Woewiyu faces a US$4 million fine and 110 years of imprisonment if he is found guilty.
Woewiyu also known as “Jucontee Thomas Smith” was arraigned on a 22-court charge of indictment, providing false information on his form number 400 Application for Naturalization and his involvement in the civil war in Liberia.
He was also the former spokesperson of the NPFL and Defense Minister in President Charles G. Taylor-led National Patriotic Reconstruction and Assembly Government (NPRAG) in what was then ‘Greater Liberia.’
According to the indictment, Tom Woewiyu allegedly provided support to the National Patriotic Front of Liberia (NPFL) a rebel group that executed civilians, killed peacekeepers of the Economic Community of West African States Monitoring Group (ECOMOG) as well as forced sexual slavery and raped of girls and women, according to the indictment.
He was further accused of conscription of child soldiers and murdered of humanitarian aid workers.
The Grand jury in their indictment stated that on January 30, 2009, in the US Eastern District Court of Pennsylvania, and elsewhere the defendants Jucontee Thomas Woewiyu, in his declaration certificate verification a statement, question 18 on his form was false in that he knew at the time he made the statement, he did not disclose his 1970 New York State conviction for falsification of business record, in violation of title 18 of the US code section 16.21 2.
It further alleged that he did not disclose that while he was a member of the NPFL, he persecuted others because of their political opinion and membership particularly, member of the Krahn and Mandingo tribes in violation of Title 18 of the US Code section 16.21.2.

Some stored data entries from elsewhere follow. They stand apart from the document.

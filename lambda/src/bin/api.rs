use report_relay::core::config::AppConfig;
use tracing::error;

#[tokio::main]
async fn main() -> Result<(), lambda_runtime::Error> {
    report_relay::setup_logging();

    let config = AppConfig::from_env().map_err(|e| {
        error!("Config error: {}", e);
        lambda_runtime::Error::from(e)
    })?;

    lambda_runtime::run(lambda_runtime::service_fn(|event| {
        report_relay::api::handler(event, &config)
    }))
    .await
}
use thiserror::Error;

/// Everything that can end a relay attempt early.
///
/// Display strings are what callers see in the `message` field of the
/// response, so they must never contain the bot token.
#[derive(Debug, Error)]
pub enum RelayError {
    #[error("Missing required configuration: {0}")]
    MissingConfig(&'static str),

    #[error("{0}")]
    InvalidRequest(String),

    #[error("Method Not Allowed")]
    MethodNotAllowed(String),

    #[error("Failed to decode PDF data: {0}")]
    Decode(String),

    #[error("Failed to send HTTP request: {0}")]
    Http(String),

    #[error("Failed to parse Telegram response: {0}")]
    UpstreamParse(String),

    /// Carries the upstream `description` verbatim.
    #[error("{0}")]
    Upstream(String),
}

impl RelayError {
    /// HTTP status code surfaced to the caller for this failure.
    #[must_use]
    pub fn status_code(&self) -> u16 {
        match self {
            RelayError::InvalidRequest(_) => 400,
            RelayError::MethodNotAllowed(_) => 405,
            RelayError::MissingConfig(_)
            | RelayError::Decode(_)
            | RelayError::Http(_)
            | RelayError::UpstreamParse(_)
            | RelayError::Upstream(_) => 500,
        }
    }

    /// Whether the caller did something wrong, as opposed to us or Telegram.
    #[must_use]
    pub fn is_client_error(&self) -> bool {
        (400..500).contains(&self.status_code())
    }
}

// reqwest renders the request URL into its errors, and the URL path embeds
// the bot token.
impl From<reqwest::Error> for RelayError {
    fn from(error: reqwest::Error) -> Self {
        RelayError::Http(error.without_url().to_string())
    }
}

impl From<base64::DecodeError> for RelayError {
    fn from(error: base64::DecodeError) -> Self {
        RelayError::Decode(error.to_string())
    }
}

impl From<url::ParseError> for RelayError {
    fn from(error: url::ParseError) -> Self {
        RelayError::Http(format!("Invalid Telegram API URL: {}", error))
    }
}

“While he was under oath before a competent tribunal, the defendant falsely stated, while responding to question 11 on the form he did not disclose that he was member of other organizations, including the NPFL that prosecuted political opinions and members in the particular social group,” the document said.
It also said, “in response to question 8A and sub B on his form, Defendant Woewiyu knew that he did not disclose his membership and association with all organizations other then the Union of Liberia Association in the US, including but not limited to the NPFL and the NPFL-CRC.”
Woewiyu earned a bachelor’s degree in labor studies from Rutgers University in 1981 and is pursuing a Master’s degree from Pennsylvania State University. He has made his living through real estate investment.
He first applied for citizenship in 2006, submitting a form that prosecutors now say contained many misrepresentations.
Asked whether he had ever advocated the overthrow of another government, Woewiyu said no during his application. He also allegedly failed to mention his association with Taylor when asked whether he had ever engaged in political persecution, according to the indictment.
But Raymond Basso, Woewiyu’s Philadelphia-based immigration lawyer, on Tuesday questioned why prosecutors had waited eight years to bring a criminal case against his client.
Homeland Security agents interviewed Woewiyu in 2010 for nearly four hours about an unrelated case, the lawyer said. He described that meeting as “cordial.”
And though Woewiyu’s citizenship application had been denied in 2009, federal authorities did not indict him until January or arrest him until Monday.
Basso said Tuesday that his client took no part in the more brutal aspects of Taylor’s campaign.
“Tom had nothing to do with any of that,” Basso said. “Immigration and the U.S. government were fully aware of that.”
Woewiyu has maintained legal residency in the United States since 1972, while shuttling back and forth between here and Liberia — at times even serving as its Labor Minister and President Pro Tempore.
Woewiyu was returning from a recent trip to Liberia, where he has declared his intention to contest in the up-coming senatorial race for Grand Bassa County, when U.S. Homeland Security agents detained him Monday at Newark Liberty International Airport.